A madman's guide to variadic generics

here's maybe the least coherent thing i've ever put together.

it's about the feasibility of variadic generics but i'm not sure how much of it makes sense (i.e. i would like to know what people think about it). think of it as a pre-pre-pre-RFC of sorts.

3 Likes

See also https://github.com/rust-lang/lang-team/blob/master/src/design_notes/variadic_generics.md for lots of previous thoughts in the space.

2 Likes

thanks for linking that here, i had lost the link and will put it at the top of my document.

i had read through each of the proposals and found them to be some combination of

  • A. incomplete
  • B. unRusty or too functional-focused
  • C. an amalgam of ideas with no cohesion

none of those are a bad thing really, i used some parts of each as inspiration but i think a more holistic, considered design was required and i hope that i have filled at least part of that nice. i have done a lot of thinking about this particular feature, so i felt it fitting to do some writing too.

Mom, can we have what Zig has?

That is to say, ISTM that the issue with type-introspection proposals is that they don't go far enough. If we could also output types and items (i.e. full type-metaprogramming) then variadics would be one problem of many that can be solved by slapping some const functions/blocks in the right places. E.g. delegation, const-generic-access (aka Provider API), specialization, variadics, many things currently done at the syntax level by macros, ...

Adding new syntax (..), lang-items (traits describing tuples) and compiler-builtins solves some of the variadic problems. Metaprogramming could be one tool solving many problems.

Granted, we'd need additional epicycles to to integrate it with inference and trait-solving.
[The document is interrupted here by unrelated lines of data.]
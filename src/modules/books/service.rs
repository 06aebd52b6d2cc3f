use anyhow::{Context, anyhow};
use tracing::{debug, info, instrument, warn};

use eduzone_core::AppError;
use eduzone_db::Repositories;
use eduzone_models::{ActiveLoan, Book, CreateBookDto, UpdateBookDto};

use crate::validator::validated;

pub struct BookService;

fn not_found() -> AppError {
    AppError::not_found(anyhow!("Book not found"))
}

impl BookService {
    #[instrument(skip(repos), fields(db.operation = "SELECT", db.table = "books"))]
    pub async fn list_books(repos: &Repositories) -> Result<Vec<Book>, AppError> {
        let books = repos.books.list().await.context("Error fetching books")?;
        debug!(count = books.len(), "Fetched books");
        Ok(books)
    }

    #[instrument(skip(repos), fields(db.operation = "SELECT", db.table = "books"))]
    pub async fn get_book(repos: &Repositories, id: i64) -> Result<Book, AppError> {
        repos
            .books
            .find_by_id(id)
            .await
            .context("Error fetching book")?
            .ok_or_else(not_found)
    }

    #[instrument(skip(repos, dto), fields(db.operation = "INSERT", db.table = "books"))]
    pub async fn create_book(repos: &Repositories, dto: CreateBookDto) -> Result<Book, AppError> {
        let new_book = validated(dto, CreateBookDto::into_new)?;

        let book = repos
            .books
            .create(new_book)
            .await
            .context("Error creating book")?;

        info!(book.id = book.id, book.title = %book.title, "Book created");
        Ok(book)
    }

    #[instrument(skip(repos, dto), fields(db.operation = "UPDATE", db.table = "books"))]
    pub async fn update_book(
        repos: &Repositories,
        id: i64,
        dto: UpdateBookDto,
    ) -> Result<Book, AppError> {
        let changes = validated(dto, UpdateBookDto::into_changes)?;

        if let Some(available) = changes.available
            && available > changes.quantity
        {
            return Err(AppError::bad_request(anyhow!(
                "Available copies cannot exceed quantity"
            )));
        }

        let book = repos
            .books
            .update(id, changes)
            .await
            .context("Error updating book")?
            .ok_or_else(not_found)?;

        info!(book.id = book.id, "Book updated");
        Ok(book)
    }

    #[instrument(skip(repos), fields(db.operation = "DELETE", db.table = "books"))]
    pub async fn delete_book(repos: &Repositories, id: i64) -> Result<(), AppError> {
        let deleted = repos
            .books
            .delete(id)
            .await
            .context("Error deleting book")?;

        if !deleted {
            return Err(not_found());
        }

        info!(book.id = id, "Book deleted");
        Ok(())
    }

    /// Takes one copy off the shelf and records the loan against `user_id`. A single
    /// conditional write, so concurrent checkouts can never drive `available` below zero.
    #[instrument(skip(repos), fields(db.operation = "UPDATE", db.table = "books"))]
    pub async fn checkout_book(
        repos: &Repositories,
        id: i64,
        user_id: i64,
    ) -> Result<Book, AppError> {
        if let Some(book) = repos
            .books
            .checkout(id, user_id)
            .await
            .context("Error checking out book")?
        {
            info!(book.id = id, user.id = user_id, available = book.available, "Book checked out");
            return Ok(book);
        }

        // Nothing changed: either the book is gone or no copy is left
        Self::get_book(repos, id).await?;
        warn!(book.id = id, user.id = user_id, "Checkout refused, no copies available");
        Err(AppError::bad_request(anyhow!("Book is not available")))
    }

    /// Returns the copy `user_id` borrowed. Only the borrower can close a loan.
    #[instrument(skip(repos), fields(db.operation = "UPDATE", db.table = "books"))]
    pub async fn return_book(
        repos: &Repositories,
        id: i64,
        user_id: i64,
    ) -> Result<Book, AppError> {
        if let Some(book) = repos
            .books
            .return_copy(id, user_id)
            .await
            .context("Error returning book")?
        {
            info!(book.id = id, user.id = user_id, available = book.available, "Book returned");
            return Ok(book);
        }

        Self::get_book(repos, id).await?;

        let has_loan = repos
            .books
            .has_open_loan(id, user_id)
            .await
            .context("Error returning book")?;
        if !has_loan {
            warn!(book.id = id, user.id = user_id, "Return refused, no open loan");
            return Err(AppError::bad_request(anyhow!("No active loan for this book")));
        }

        warn!(book.id = id, user.id = user_id, "Return refused, all copies on the shelf");
        Err(AppError::bad_request(anyhow!("Book is already fully returned")))
    }

    #[instrument(skip(repos), fields(db.operation = "SELECT", db.table = "loans"))]
    pub async fn list_loans(
        repos: &Repositories,
        user_id: i64,
    ) -> Result<Vec<ActiveLoan>, AppError> {
        let loans = repos
            .books
            .list_open_loans(user_id)
            .await
            .context("Error fetching loans")?;
        debug!(count = loans.len(), user.id = user_id, "Fetched open loans");
        Ok(loans)
    }
}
There'd probably have to be a way to generate bounds (obligations?) that can't be expressed in the surface language.

3 Likes

The biggest challenge that I see to having that kind of thing in Rust is lifetimes. You have to restrict the metaprogramming system so that it can't be used for unsound lifetime-based specialization.

Hrrm... type system stuff is far from my turf, but lifetime-specialization might not be quite the right angle? Isn't 'static the "real" problem? It's the only nameable, concrete lifetime and the only one that impacts traits and subtyping?
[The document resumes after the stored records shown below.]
use async_trait::async_trait;
use chrono::Utc;

use eduzone_models::{NewTeacher, Teacher};

use super::MemoryDatabase;
use crate::error::StoreError;
use crate::repositories::TeacherRepository;

pub struct MemoryTeacherRepository {
    db: MemoryDatabase,
}

impl MemoryTeacherRepository {
    pub fn new(db: MemoryDatabase) -> Self {
        Self { db }
    }
}

#[async_trait]
impl TeacherRepository for MemoryTeacherRepository {
    async fn list(&self) -> Result<Vec<Teacher>, StoreError> {
        let mut teachers = self.db.read().await.teachers.select(|_| true);
        teachers.sort_by(|a, b| a.name.cmp(&b.name).then(a.id.cmp(&b.id)));
        Ok(teachers)
    }

    async fn find_by_id(&self, id: i64) -> Result<Option<Teacher>, StoreError> {
        Ok(self.db.read().await.teachers.get(id))
    }

    async fn create(&self, teacher: NewTeacher) -> Result<Teacher, StoreError> {
        let mut tables = self.db.write().await;
        Ok(tables.teachers.insert_with(|id| Teacher {
            id,
            name: teacher.name,
            subject: teacher.subject,
            email: teacher.email,
            phone: teacher.phone,
            created_at: Utc::now(),
        }))
    }

    async fn update(&self, id: i64, teacher: NewTeacher) -> Result<Option<Teacher>, StoreError> {
        let mut tables = self.db.write().await;
        Ok(tables.teachers.update_where(
            id,
            |_| true,
            |row| {
                row.name = teacher.name;
                row.subject = teacher.subject;
                row.email = teacher.email;
                row.phone = teacher.phone;
            },
        ))
    }

    async fn delete(&self, id: i64) -> Result<bool, StoreError> {
        let mut tables = self.db.write().await;
        Ok(tables.teachers.remove_where(id, |_| true).is_some())
    }
}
I'm the author of the previous attempt at this. Here are my thoughts:

i think there’s no reason not to limit the scope of variadic generics to tuples:

[...]

Variadic<(A, B, C)> // is valid syntax
Variadic<((A, B), C)> // is also valid
Variadic<A, B, C> // too many params 😡

There's one big reason: backward-compatibly making iter::Zip and co. variadic.

if you allow traits to be generic parameters

Sounds like a huge change, and if the Tuple trait needs to be magic anyway, I don't think it is justified.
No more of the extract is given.